The solution is that a [insert potentially digitally created artifact here] is not acceptable as evidence without a witness that can be questioned about its truth.

Fixed that for you. And I couldn’t agree more.

The real task … is to convince the public that any video can be manipulated.

I don’t think that will help much.

Everyone knows that people can lie. And more tech savvy people know that bad people create bots that lie. Despite that, every day, a massive amount of people distribute information on social media that they received from an unknown or unreliable source. I’d say the media formats doesn’t matter when it comes to this behavior.

SpaceLifeForm • October 4, 2022 6:36 PM

@ Winter, Gert-Jan, fib, Clive, ALL

re: Digitally Created Artifacts

The solution is that a [insert potentially digitally created artifact here] is not acceptable as evidence without a witness that can be questioned about its truth.

Something about Digital Signatures comes to mind. For, a Digital Signature is actually a Digitally Created Artifact.

It is difficult enough to sign plaintext, but how can one reliably sign an audio recording or a graphic using PKI? How does one insert their digital signature into a .wav or .jpeg? It should not be a separate file. Think about it. How can one sign a separate digital signature file? With, of course, yet another signature file. That is turtles.

So, the signature must be bound to the payload, in one bag of bits. So, where does the signature go? Just append?

Append is not good enough because there can always be a False Witness. Enough to confuse a jury.

The False Witness can modify the payload, and then append their own signature. The original signature will likely not be an audible or visual artifact to a jury upon presentation.

There is more to this story. Encryption. Stick to text as much as possible.

Consider this example.

A person is in court, being charged with something.

The prosecution introduces into evidence, a graphic and a recording allegedly tieing the defendant to some crime scene.

The defense can claim they are deepfakes, that the defendant was not at the scene during the alleged incident. Where did this supposed evidence come from?

There must be a linkage between the creator of the evidence and the evidence itself. Must be able to identify the creator (the witness), via email, phone, accountid, or maybe a public key. strongly linking the creator to the creation. Timestamps are important too.

If someone (a False Witness) is trying to say that they found this incriminating evidence on the internet but there is no chain of custody, then it is not evidence.

Of course, it helps the prosecution when the defendant was the creator of the digital evidence. See Jan 6.

lurker • October 4, 2022 9:53 PM

@SpaceLifeForm, “How does one insert their digital signature into a .wav or .jpeg?”

jpeg, dunno.

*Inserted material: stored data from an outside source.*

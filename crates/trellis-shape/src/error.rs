//! Catalog registration errors.
//!
//! All variants implement [`ErrorCode`] with the `SHAPE_` prefix. Catalog
//! errors are configuration mistakes surfaced at startup, so none are
//! recoverable.
//!
//! | Variant | Code |
//! |---------|------|
//! | [`CatalogError::Duplicate`] | `SHAPE_DUPLICATE` |
//! | [`CatalogError::UnknownParent`] | `SHAPE_UNKNOWN_PARENT` |
//! | [`CatalogError::ParamMismatch`] | `SHAPE_PARAM_MISMATCH` |

use thiserror::Error;
use trellis_types::ErrorCode;

/// Shape catalog registration error.
///
/// # Example
///
/// ```
/// use trellis_shape::CatalogError;
/// use trellis_types::ErrorCode;
///
/// let err = CatalogError::Duplicate {
///     name: "MassChanged".into(),
/// };
/// assert_eq!(err.code(), "SHAPE_DUPLICATE");
/// assert!(!err.is_recoverable());
/// ```
#[derive(Debug, Clone, Error)]
pub enum CatalogError {
    /// A shape with this name is already registered.
    #[error("shape already registered: {name}")]
    Duplicate {
        /// The colliding shape name.
        name: String,
    },

    /// The named parent is not in the catalog.
    #[error("shape {shape} names unregistered parent {parent}")]
    UnknownParent {
        /// The shape being registered.
        shape: String,
        /// The missing parent name.
        parent: String,
    },

    /// The parent's parameter list is not a kind-compatible prefix of the
    /// child's, so truncation toward the parent would be meaningless.
    #[error("shape {shape} is not a parameter extension of parent {parent}: {detail}")]
    ParamMismatch {
        /// The shape being registered.
        shape: String,
        /// The incompatible parent.
        parent: String,
        /// What failed to line up.
        detail: String,
    },
}

impl ErrorCode for CatalogError {
    fn code(&self) -> &'static str {
        match self {
            Self::Duplicate { .. } => "SHAPE_DUPLICATE",
            Self::UnknownParent { .. } => "SHAPE_UNKNOWN_PARENT",
            Self::ParamMismatch { .. } => "SHAPE_PARAM_MISMATCH",
        }
    }

    fn is_recoverable(&self) -> bool {
        false
    }
}
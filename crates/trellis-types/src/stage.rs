//! Host lifecycle stages, and the declarative filter over them.
//!
//! Hosts move through coarse lifecycle stages (loading assets, sitting in a
//! menu, editing an assembly, running it live). Listeners can restrict
//! themselves to the stages where they make sense — an editor gizmo has no
//! business reacting to live telemetry.
//!
//! The bus stores the current [`Stage`] (the host updates it on
//! transitions) and tests each listener's [`StageMask`] at dispatch time.

use bitflags::bitflags;
use serde::{Deserialize, Serialize};

/// Coarse host lifecycle stage.
#[derive(Debug, Clone, Copy, PartialEq, Eq, Hash, Serialize, Deserialize)]
pub enum Stage {
    /// Assets and catalogs are still loading.
    Loading,
    /// Main menu or other non-assembly screens.
    Menu,
    /// An assembly is open for editing.
    Editor,
    /// An assembly is running live.
    Live,
}

bitflags! {
    /// Declarative filter over [`Stage`], attached to a listener at
    /// registration.
    ///
    /// # Example
    ///
    /// ```
    /// use trellis_types::{Stage, StageMask};
    ///
    /// let editor_only = StageMask::EDITOR;
    /// assert!(editor_only.permits(Stage::Editor));
    /// assert!(!editor_only.permits(Stage::Live));
    ///
    /// assert!(StageMask::ANY.permits(Stage::Loading));
    /// ```
    #[derive(Debug, Clone, Copy, PartialEq, Eq, Hash, Serialize, Deserialize)]
    pub struct StageMask: u8 {
        /// Eligible while loading.
        const LOADING = 1 << 0;
        /// Eligible in menus.
        const MENU = 1 << 1;
        /// Eligible in the editor.
        const EDITOR = 1 << 2;
        /// Eligible while running live.
        const LIVE = 1 << 3;
        /// Eligible in every stage.
        const ANY = Self::LOADING.bits()
            | Self::MENU.bits()
            | Self::EDITOR.bits()
            | Self::LIVE.bits();
    }
}

impl StageMask {
    /// Returns `true` if the mask admits the given stage.
    #[must_use]
    pub fn permits(self, stage: Stage) -> bool {
        match stage {
            Stage::Loading => self.contains(Self::LOADING),
            Stage::Menu => self.contains(Self::MENU),
            Stage::Editor => self.contains(Self::EDITOR),
            Stage::Live => self.contains(Self::LIVE),
        }
    }
}

impl Default for StageMask {
    /// Listeners default to every stage.
    fn default() -> Self {
        Self::ANY
    }
}
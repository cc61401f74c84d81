//! Topological relation between parts, and the declarative filter over it.
//!
//! When a message is dispatched, the engine asks the host how the sender's
//! part relates to each listener's part, then tests that [`Relation`]
//! against the listener's [`RelationMask`]. A listener for `CHILD | SIBLING`
//! only hears messages from its children and siblings.
//!
//! # Unknown relations
//!
//! The host answers [`Relation::Unknown`] when one side has no position in
//! the assembly (a detached tool, a UI panel). Only a blanket
//! [`RelationMask::ANY`] filter admits those — a listener that asked for
//! specific relations has asked for information the host cannot supply.

use bitflags::bitflags;
use serde::{Deserialize, Serialize};

/// Relation of a message source's part to a listener's part, as resolved by
/// the host assembly.
///
/// Read as "the source is the listener's …": [`Relation::Parent`] means the
/// source part is the parent of the listener part.
#[derive(Debug, Clone, Copy, PartialEq, Eq, Hash, Serialize, Deserialize)]
pub enum Relation {
    /// Source and listener live on the same part.
    Same,
    /// The source part is the listener part's parent.
    Parent,
    /// The source part is one of the listener part's children.
    Child,
    /// Source and listener parts share a parent.
    Sibling,
    /// No relation could be resolved (either side is outside the assembly).
    Unknown,
}

bitflags! {
    /// Declarative filter over [`Relation`], attached to a listener at
    /// registration.
    ///
    /// # Example
    ///
    /// ```
    /// use trellis_types::{Relation, RelationMask};
    ///
    /// let mask = RelationMask::SAME | RelationMask::CHILD;
    /// assert!(mask.permits(Relation::Same));
    /// assert!(mask.permits(Relation::Child));
    /// assert!(!mask.permits(Relation::Parent));
    /// assert!(!mask.permits(Relation::Unknown)); // only ANY admits Unknown
    /// ```
    #[derive(Debug, Clone, Copy, PartialEq, Eq, Hash, Serialize, Deserialize)]
    pub struct RelationMask: u8 {
        /// Accept messages from the listener's own part.
        const SAME = 1 << 0;
        /// Accept messages from the listener part's parent.
        const PARENT = 1 << 1;
        /// Accept messages from the listener part's children.
        const CHILD = 1 << 2;
        /// Accept messages from the listener part's siblings.
        const SIBLING = 1 << 3;
        /// Accept everything, including unresolvable relations.
        const ANY = Self::SAME.bits()
            | Self::PARENT.bits()
            | Self::CHILD.bits()
            | Self::SIBLING.bits();
    }
}

impl RelationMask {
    /// Returns `true` if the mask admits the given relation.
    ///
    /// [`Relation::Unknown`] is admitted only by the full [`ANY`] mask.
    ///
    /// [`ANY`]: RelationMask::ANY
    #[must_use]
    pub fn permits(self, relation: Relation) -> bool {
        match relation {
            Relation::Same => self.contains(Self::SAME),
            Relation::Parent => self.contains(Self::PARENT),
            Relation::Child => self.contains(Self::CHILD),
            Relation::Sibling => self.contains(Self::SIBLING),
            Relation::Unknown => self == Self::ANY,
        }
    }
}

impl Default for RelationMask {
    /// Listeners default to hearing only their own part.
    fn default() -> Self {
        Self::SAME
    }
}
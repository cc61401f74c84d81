//! The listener registry.
//!
//! Registrations are keyed by shape and kept in insertion order, which is
//! the delivery order within one shape. Targets are weakly held: the
//! registry never keeps a listener's object alive, and entries whose target
//! has been dropped are spliced out lazily, the first time a dispatch walk
//! passes them. There is no sweep pass; a bucket only shrinks when
//! dispatched through.

use crate::context::Envelope;
use crate::InvokeError;
use std::any::Any;
use std::collections::HashMap;
use std::rc::{Rc, Weak};
use trellis_shape::ShapeId;
use trellis_types::{PartId, RelationMask, StageMask};

/// Declarative eligibility filters attached to a listener at registration.
///
/// Defaults: eligible in every stage, hears only its own part.
///
/// # Example
///
/// ```
/// use trellis_bus::ListenerOpts;
/// use trellis_types::{RelationMask, StageMask};
///
/// let opts = ListenerOpts::default()
///     .in_stages(StageMask::EDITOR)
///     .from_relations(RelationMask::SAME | RelationMask::CHILD);
/// assert_eq!(opts.stages, StageMask::EDITOR);
/// ```
#[derive(Debug, Clone, Copy, Default, PartialEq, Eq)]
pub struct ListenerOpts {
    /// Stages in which this listener is eligible.
    pub stages: StageMask,
    /// Source relations this listener accepts.
    pub relations: RelationMask,
}

impl ListenerOpts {
    /// Restricts the listener to the given stages.
    #[must_use]
    pub fn in_stages(mut self, stages: StageMask) -> Self {
        self.stages = stages;
        self
    }

    /// Restricts the listener to the given source relations.
    #[must_use]
    pub fn from_relations(mut self, relations: RelationMask) -> Self {
        self.relations = relations;
        self
    }
}

pub(crate) type Handler = dyn Fn(&Envelope<'_>) -> Result<(), InvokeError>;

#[derive(Clone)]
pub(crate) struct ListenerEntry {
    pub seq: u64,
    pub target: Weak<dyn Any>,
    pub owner: PartId,
    pub stages: StageMask,
    pub relations: RelationMask,
    pub handler: Rc<Handler>,
}

impl ListenerEntry {
    /// A registration is void once its target has been dropped.
    pub(crate) fn is_dead(&self) -> bool {
        self.target.strong_count() == 0
    }
}

#[derive(Default)]
pub(crate) struct ListenerRegistry {
    by_shape: HashMap<ShapeId, Vec<ListenerEntry>>,
    next_seq: u64,
}

impl ListenerRegistry {
    pub(crate) fn add(&mut self, shape: ShapeId, mut entry: ListenerEntry) -> u64 {
        let seq = self.next_seq;
        self.next_seq += 1;
        entry.seq = seq;
        self.by_shape.entry(shape).or_default().push(entry);
        seq
    }

    /// Clones the bucket for a shape so the dispatch walk can run without
    /// holding a registry borrow across listener invocations.
    pub(crate) fn snapshot(&self, shape: ShapeId) -> Option<Vec<ListenerEntry>> {
        self.by_shape.get(&shape).map(Vec::clone)
    }

    /// Splices one entry out by identity. No-op if a nested walk already
    /// removed it.
    pub(crate) fn remove(&mut self, shape: ShapeId, seq: u64) {
        if let Some(bucket) = self.by_shape.get_mut(&shape) {
            bucket.retain(|entry| entry.seq != seq);
            if bucket.is_empty() {
                self.by_shape.remove(&shape);
            }
        }
    }

    /// Removes every registration owned by a part.
    pub(crate) fn purge_owner(&mut self, owner: PartId) {
        self.by_shape
            .retain(|_, bucket| {
                bucket.retain(|entry| entry.owner != owner);
                !bucket.is_empty()
            });
    }

    pub(crate) fn count(&self, shape: ShapeId) -> usize {
        self.by_shape.get(&shape).map_or(0, Vec::len)
    }
}
impl MessageBus {
    /// Creates a bus over a finished catalog with default configuration.
    #[must_use]
    pub fn new(catalog: Catalog, topology: Rc<dyn Topology>) -> Rc<Self> {
        Self::with_config(catalog, topology, BusConfig::default())
    }

    /// Creates a bus with explicit configuration.
    #[must_use]
    pub fn with_config(catalog: Catalog, topology: Rc<dyn Topology>, config: BusConfig) -> Rc<Self> {
        Rc::new(Self {
            catalog,
            topology,
            config,
            stage: Cell::new(Stage::Loading),
            listeners: RefCell::default(),
            filters: RefCell::default(),
            frames: RefCell::default(),
            producers: RefCell::default(),
            next_token: Cell::new(0),
        })
    }

    /// The shape catalog this bus dispatches over.
    #[must_use]
    pub fn catalog(&self) -> &Catalog {
        &self.catalog
    }

    /// The current host lifecycle stage.
    #[must_use]
    pub fn stage(&self) -> Stage {
        self.stage.get()
    }

    /// Updates the lifecycle stage; listener stage masks are evaluated
    /// against it at dispatch time. Hosts call this on transitions.
    pub fn set_stage(&self, stage: Stage) {
        self.stage.set(stage);
    }

    // === Listener registration ===

    /// Registers a listener for a shape.
    ///
    /// `target` is held weakly: the bus never keeps the listener's object
    /// alive, and once the target drops, the registration is void and gets
    /// spliced out by the next dispatch that walks past it.
    ///
    /// `declared` is the signature the handler claims to accept, checked
    /// against the shape's parameter list here rather than at first
    /// delivery. [`ParamKind::Any`] positions accept anything.
    ///
    /// # Errors
    ///
    /// - [`BusError::UnknownShape`] — `shape` is not in the catalog
    /// - [`BusError::SignatureMismatch`] — arity or kinds don't line up
    pub fn add_listener<F>(
        &self,
        target: Weak<dyn Any>,
        owner: PartId,
        shape: &str,
        declared: &[ParamKind],
        opts: ListenerOpts,
        handler: F,
    ) -> Result<(), BusError>
    where
        F: Fn(&Envelope<'_>) -> Result<(), InvokeError> + 'static,
    {
        let id = self.resolve(shape)?;
        self.check_signature(id, declared)?;

        self.listeners.borrow_mut().add(
            id,
            ListenerEntry {
                seq: 0,
                target,
                owner,
                stages: opts.stages,
                relations: opts.relations,
                handler: Rc::new(handler) as Rc<Handler>,
            },
        );
        Ok(())
    }

    fn check_signature(&self, shape: ShapeId, declared: &[ParamKind]) -> Result<(), BusError> {
        let params = self.catalog.params(shape);
        let mismatch = |detail: String| BusError::SignatureMismatch {
            shape: self.catalog.name(shape).to_string(),
            detail,
        };

        if declared.len() != params.len() {
            return Err(mismatch(format!(
                "shape takes {} parameters, listener declared {}",
                params.len(),
                declared.len()
            )));
        }
        for (i, (want, have)) in declared.iter().zip(params).enumerate() {
            if !want.accepts(have.kind) {
                return Err(mismatch(format!(
                    "parameter {i} ({}) is {:?}, listener declared {:?}",
                    have.name, have.kind, want
                )));
            }
        }
        Ok(())
    }

    /// Number of live-or-not-yet-pruned registrations for a shape. Zero for
    /// unknown shapes.
    #[must_use]
    pub fn listener_count(&self, shape: &str) -> usize {
        self.catalog
            .resolve(shape)
            .map_or(0, |id| self.listeners.borrow().count(id))
    }

    /// Removes every listener registration and producer owned by a part.
    ///
    /// Weak targets already make stale registrations harmless; this is the
    /// deterministic teardown path for hosts that destroy parts explicitly.
    pub fn purge_part(&self, part: PartId) {
        self.listeners.borrow_mut().purge_owner(part);
        self.producers
            .borrow_mut()
            .retain(|(owner, _), _| *owner != part);
    }

    // === Sending ===

    /// Sends a message: runs the filter stack, then delivers to every
    /// eligible listener of `shape` and each of its ancestors, most
    /// specific shape first, insertion order within a shape.
    ///
    /// # Errors
    ///
    /// - [`BusError::UnknownShape`] — `shape` is not in the catalog
    /// - [`BusError::AbstractSend`] — `shape` is abstract
    /// - [`BusError::DepthExceeded`] — re-entrant sends hit the limit
    /// - [`BusError::ListenerFailed`] — a handler failed; remaining
    ///   delivery was aborted
    pub fn send(&self, source: PartId, shape: &str, args: &[Value]) -> Result<(), BusError> {
        let id = self.resolve(shape)?;
        self.dispatch(source, id, args)
    }

    pub(crate) fn dispatch(
        &self,
        source: PartId,
        shape: ShapeId,
        args: &[Value],
    ) -> Result<(), BusError> {
        if self.catalog.is_abstract(shape) {
            return Err(BusError::AbstractSend(self.catalog.name(shape).to_string()));
        }
        if self.frames.borrow().len() >= self.config.max_depth {
            return Err(BusError::DepthExceeded {
                limit: self.config.max_depth,
            });
        }

        let _frame = FrameGuard::push(&self.frames, Frame { source, shape });

        if self.run_filters(source, shape, args) {
            return Ok(());
        }

        for ancestor in self.catalog.ancestors(shape) {
            self.deliver_shape(source, ancestor, args)?;
        }
        Ok(())
    }

    /// Runs matching filters newest-first. Returns `true` if one of them
    /// handled the message.
    fn run_filters(&self, source: PartId, shape: ShapeId, args: &[Value]) -> bool {
        // Snapshot before the first predicate runs: predicates may acquire,
        // release, or send re-entrantly.
        let matching: Vec<FilterKind> = self
            .filters
            .borrow()
            .iter()
            .rev()
            .filter(|entry| entry.matches(source, shape))
            .map(|entry| entry.kind.clone())
            .collect();

        let envelope = Envelope {
            source,
            shape: self.catalog.name(shape),
            args,
        };
        for kind in matching {
            let handled = match kind {
                FilterKind::Predicate(predicate) => predicate(&envelope),
                FilterKind::Ignore => true,
                FilterKind::Consolidate(buf) => {
                    buf.borrow_mut().record(Recorded {
                        source,
                        shape,
                        args: args.to_vec(),
                    });
                    true
                }
            };
            if handled {
                return true;
            }
        }
        false
    }

    /// Delivers to one shape's listener bucket, splicing out dead entries
    /// as it passes them.
    fn deliver_shape(
        &self,
        source: PartId,
        shape: ShapeId,
        args: &[Value],
    ) -> Result<(), BusError> {
        let snapshot = match self.listeners.borrow().snapshot(shape) {
            Some(snapshot) => snapshot,
            None => return Ok(()),
        };

        let shape_name = self.catalog.name(shape);
        let envelope = Envelope {
            source,
            shape: shape_name,
            args: &args[..args.len().min(self.catalog.arity(shape))],
        };

        for entry in snapshot {
            if entry.is_dead() {
                tracing::debug!(shape = shape_name, owner = %entry.owner, "pruning dead listener");
                self.listeners.borrow_mut().remove(shape, entry.seq);
                continue;
            }

            let eligible = self.topology.is_enabled(entry.owner)
                && entry.stages.permits(self.stage.get())
                && entry
                    .relations
                    .permits(self.topology.relation_of(source, entry.owner));
            if !eligible {
                continue;
            }

            if self.config.trace_delivery {
                tracing::trace!(shape = shape_name, owner = %entry.owner, "delivering");
            }
            match (entry.handler)(&envelope) {
                Ok(()) => {}
                Err(InvokeError::TargetGone) => {
                    tracing::warn!(
                        shape = shape_name,
                        owner = %entry.owner,
                        "listener target vanished mid-dispatch, skipping"
                    );
                }
                Err(InvokeError::Failed(detail)) => {
                    return Err(BusError::ListenerFailed {
                        shape: shape_name.to_string(),
                        detail,
                    });
                }
            }
        }
        Ok(())
    }

    // === Dispatch context ===

    /// The innermost in-flight send, if the caller is executing inside one.
    #[must_use]
    pub fn current_dispatch(&self) -> Option<DispatchInfo> {
        let frames = self.frames.borrow();
        let frame = frames.last()?;
        Some(DispatchInfo {
            source: frame.source,
            shape: self.catalog.name(frame.shape).to_string(),
            ancestors: self
                .catalog
                .ancestors(frame.shape)
                .map(|id| self.catalog.name(id).to_string())
                .collect(),
        })
    }

    /// Number of nested sends currently in flight.
    #[must_use]
    pub fn dispatch_depth(&self) -> usize {
        self.frames.borrow().len()
    }

    // === Filters ===

    /// Acquires a caller-scoped filter.
    ///
    /// The predicate sees every matching send (untruncated arguments) and
    /// returns `true` to mark it handled, which suppresses all delivery for
    /// that send. `source` of `None` matches every sender; an empty
    /// `shapes` list matches every shape; named shapes also match their
    /// ancestors.
    ///
    /// # Errors
    ///
    /// [`BusError::UnknownShape`] if a named shape is not in the catalog.
    pub fn acquire_filter<F>(
        self: &Rc<Self>,
        predicate: F,
        source: Option<PartId>,
        shapes: &[&str],
    ) -> Result<FilterScope, BusError>
    where
        F: Fn(&Envelope<'_>) -> bool + 'static,
    {
        let shapes = self.expand_shapes(shapes)?;
        Ok(self.push_filter(source, shapes, FilterKind::Predicate(Rc::new(predicate) as Rc<Predicate>)))
    }

    /// Acquires a blanket suppressor: every matching send is swallowed for
    /// the scope's lifetime.
    ///
    /// # Errors
    ///
    /// [`BusError::UnknownShape`] if a named shape is not in the catalog.
    pub fn acquire_ignore(
        self: &Rc<Self>,
        source: Option<PartId>,
        shapes: &[&str],
    ) -> Result<FilterScope, BusError> {
        let shapes = self.expand_shapes(shapes)?;
        Ok(self.push_filter(source, shapes, FilterKind::Ignore))
    }

    /// Acquires a consolidator: matching sends are suppressed and recorded,
    /// duplicates (structural equality over source, shape, and arguments)
    /// collapse to the first occurrence, and releasing the scope replays
    /// each unique message once, in first-seen order.
    ///
    /// # Errors
    ///
    /// [`BusError::UnknownShape`] if a named shape is not in the catalog.
    pub fn acquire_consolidator(
        self: &Rc<Self>,
        source: Option<PartId>,
        shapes: &[&str],
    ) -> Result<FilterScope, BusError> {
        let shapes = self.expand_shapes(shapes)?;
        Ok(self.push_filter(
            source,
            shapes,
            FilterKind::Consolidate(Rc::new(RefCell::new(ConsolidateBuf::default()))),
        ))
    }

    /// A filter named for a shape also intercepts that shape's
    /// generalizations sent directly.
    fn expand_shapes(&self, shapes: &[&str]) -> Result<HashSet<ShapeId>, BusError> {
        let mut expanded = HashSet::new();
        for name in shapes {
            let id = self.resolve(name)?;
            expanded.extend(self.catalog.ancestors(id));
        }
        Ok(expanded)
    }

    fn push_filter(
        self: &Rc<Self>,
        source: Option<PartId>,
        shapes: HashSet<ShapeId>,
        kind: FilterKind,
    ) -> FilterScope {
        let token = self.next_token.get();
        self.next_token.set(token + 1);
        self.filters.borrow_mut().push(FilterEntry {
            token,
            source,
            shapes,
            kind,
        });
        FilterScope::new(Rc::downgrade(self), token)
    }

    /// Removes a filter by token and, for a consolidator, replays its
    /// recorded messages with the entry already gone.
    pub(crate) fn release_filter(&self, token: u64) {
        let entry = {
            let mut filters = self.filters.borrow_mut();
            filters
                .iter()
                .position(|entry| entry.token == token)
                .map(|idx| filters.remove(idx))
        };
        let Some(entry) = entry else { return };

        if let FilterKind::Consolidate(buf) = entry.kind {
            let recorded = buf.borrow_mut().drain();
            for message in recorded {
                // A replay failure must not lose the rest of the batch, and
                // a drop path has no caller to report to.
                if let Err(err) = self.dispatch(message.source, message.shape, &message.args) {
                    tracing::error!(
                        shape = self.catalog.name(message.shape),
                        code = err.code(),
                        "consolidated replay failed: {err}"
                    );
                }
            }
        }
    }

    // === Bridging ===

    /// Installs (or retrieves) the producer for one `(owner, shape)` site.
    ///
    /// Idempotent: scanning the same object twice hands back the existing
    /// handle, never a duplicate registration.
    ///
    /// # Errors
    ///
    /// - [`BusError::UnknownShape`] — `shape` is not in the catalog
    /// - [`BusError::AbstractSend`] — a producing site for an abstract
    ///   shape could never legally raise
    pub fn producer(
        self: &Rc<Self>,
        owner: PartId,
        shape: &str,
    ) -> Result<Rc<Producer>, BusError> {
        let id = self.resolve(shape)?;
        if self.catalog.is_abstract(id) {
            return Err(BusError::AbstractSend(shape.to_string()));
        }

        let mut producers = self.producers.borrow_mut();
        if let Some(existing) = producers.get(&(owner, id)) {
            return Ok(existing.clone());
        }
        let producer = Rc::new(Producer::new(
            Rc::downgrade(self),
            owner,
            id,
            shape.to_string(),
        ));
        producers.insert((owner, id), producer.clone());
        Ok(producer)
    }

    fn resolve(&self, shape: &str) -> Result<ShapeId, BusError> {
        self.catalog
            .resolve(shape)
            .ok_or_else(|| BusError::UnknownShape(shape.to_string()))
    }
}
//! Bus layer errors.
//!
//! Two enums with two audiences: [`BusError`] is what bus operations return
//! to callers, [`InvokeError`] is what listener handlers return to the bus.
//! All variants implement [`ErrorCode`] with the `BUS_` prefix.
//!
//! | Variant | Code |
//! |---------|------|
//! | [`BusError::UnknownShape`] | `BUS_UNKNOWN_SHAPE` |
//! | [`BusError::AbstractSend`] | `BUS_ABSTRACT_SEND` |
//! | [`BusError::SignatureMismatch`] | `BUS_SIGNATURE_MISMATCH` |
//! | [`BusError::ListenerFailed`] | `BUS_LISTENER_FAILED` |
//! | [`BusError::DepthExceeded`] | `BUS_DEPTH_EXCEEDED` |
//! | [`BusError::Detached`] | `BUS_DETACHED` |
//! | [`InvokeError::TargetGone`] | `BUS_TARGET_GONE` |
//! | [`InvokeError::Failed`] | `BUS_HANDLER_FAILED` |
//!
//! # The asymmetric failure contract
//!
//! A handler returning [`InvokeError::TargetGone`] reports a lifecycle
//! race: its target was torn down between the registry's liveness probe and
//! the call. The bus logs it and keeps delivering — the race is expected
//! and no other listener should suffer for it.
//!
//! A handler returning [`InvokeError::Failed`] reports a programming error.
//! The bus stops the walk and surfaces [`BusError::ListenerFailed`] to the
//! sender — half-delivering around a broken listener hides bugs.

use thiserror::Error;
use trellis_types::ErrorCode;

/// Dispatch and registration errors returned by bus operations.
///
/// # Example
///
/// ```
/// use trellis_bus::BusError;
/// use trellis_types::ErrorCode;
///
/// let err = BusError::AbstractSend("PhysicsChanged".into());
/// assert_eq!(err.code(), "BUS_ABSTRACT_SEND");
/// assert!(!err.is_recoverable());
/// ```
#[derive(Debug, Clone, Error)]
pub enum BusError {
    /// The named shape is not in the bus catalog.
    #[error("unknown shape: {0}")]
    UnknownShape(String),

    /// The shape is abstract; only its concrete children may be sent.
    #[error("shape {0} is abstract and cannot be sent")]
    AbstractSend(String),

    /// A listener's declared signature does not match the shape's
    /// parameter list.
    #[error("listener signature incompatible with shape {shape}: {detail}")]
    SignatureMismatch {
        /// The shape being subscribed to.
        shape: String,
        /// What failed to line up.
        detail: String,
    },

    /// A listener handler failed; remaining delivery for this send was
    /// aborted.
    #[error("listener for shape {shape} failed: {detail}")]
    ListenerFailed {
        /// The shape whose listener failed.
        shape: String,
        /// The handler's failure message.
        detail: String,
    },

    /// Re-entrant sends exceeded the configured depth limit.
    #[error("dispatch depth limit of {limit} exceeded")]
    DepthExceeded {
        /// The configured limit.
        limit: usize,
    },

    /// The bus behind this handle has been dropped.
    #[error("message bus no longer alive")]
    Detached,
}

impl ErrorCode for BusError {
    fn code(&self) -> &'static str {
        match self {
            Self::UnknownShape(_) => "BUS_UNKNOWN_SHAPE",
            Self::AbstractSend(_) => "BUS_ABSTRACT_SEND",
            Self::SignatureMismatch { .. } => "BUS_SIGNATURE_MISMATCH",
            Self::ListenerFailed { .. } => "BUS_LISTENER_FAILED",
            Self::DepthExceeded { .. } => "BUS_DEPTH_EXCEEDED",
            Self::Detached => "BUS_DETACHED",
        }
    }

    fn is_recoverable(&self) -> bool {
        false
    }
}

/// Result of one listener invocation, returned by handlers to the bus.
#[derive(Debug, Clone, Error)]
pub enum InvokeError {
    /// The handler's target vanished between the liveness probe and the
    /// call. Logged and skipped; delivery continues.
    #[error("listener target no longer reachable")]
    TargetGone,

    /// The handler's body failed. Propagates out of `send` and aborts the
    /// remaining walk.
    #[error("{0}")]
    Failed(String),
}

impl InvokeError {
    /// Convenience for handlers bailing out with a message.
    #[must_use]
    pub fn failed(detail: impl Into<String>) -> Self {
        Self::Failed(detail.into())
    }
}

impl ErrorCode for InvokeError {
    fn code(&self) -> &'static str {
        match self {
            Self::TargetGone => "BUS_TARGET_GONE",
            Self::Failed(_) => "BUS_HANDLER_FAILED",
        }
    }

    fn is_recoverable(&self) -> bool {
        false
    }
}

But modern audio file formats[1] have a header with specified fields for, eg. sample rate, byte count/file length, CRC, and much, much more. If there wasn’t already enough uniquely identifying metadata there, it should be easy[2] to add a field for the author’s signature. Which opens up a line of business in modifying files and signatures …

1) .wav is not a modern format and is shunned by the pros.

2) Values of easy should include the aeons of necessary passage through Standards Committees.

Winter • October 5, 2022 2:39 AM

@SLF

It is difficult enough to sign plaintext, but how can one reliably sign an audio recording or a graphic using PKI?

Blockchain 😉
[/humor]

EvilKiru • October 5, 2022 11:21 AM

@lurker JPEG streams have an optional comment field that you can stuff text information into, perhaps even binary.

Quantry • October 5, 2022 12:41 PM

@ Ted

Regarding your thoughts on the reflection coefficient…

Might help to think of the “Standing Wave Ratio” for radio antennas: a measure of anti-nodal impedance mismatch. Also perhaps you recall that the old hanging telephone wires at the road-side used to cross each other at set intervals to cancel capacitance, and thereby increase baudrate against lower reflected energy. Also, maybe yer familiar with UTP, or STP, such as cat7 network cable? Same idea there. The “twists” cancel out the reflected energy and allow massive increases in data rate. In each case you can recognize traits about the line and how [badly] it was installed.

And to your

But I don’t know how you could detect this in a phone call.

:from the article,

the estimations were often comically incorrect

as for recognizing counterfeit, it seems “knowing the real-mcCoy” is the goal of the research. Listen, and trust your ears. And trust SLF on this one: “Your voice is your passport”: Try to use text comms instead, and/OR I say, listen for [or add] a realistic noise channel.

…so I claim, ostensibly being only the unworthy off-scouring of martian descent myself.

SpaceLifeForm • October 5, 2022 7:21 PM

@ EvilKiru, lurker, ALL

re: JPEG streams have an optional comment field

Who is it optional for? Obviously the creator. But is it also optional for the recipient to ignore it? If one is a False Witness, can’t they just replace it?

[insert potentially digitally created artifact here]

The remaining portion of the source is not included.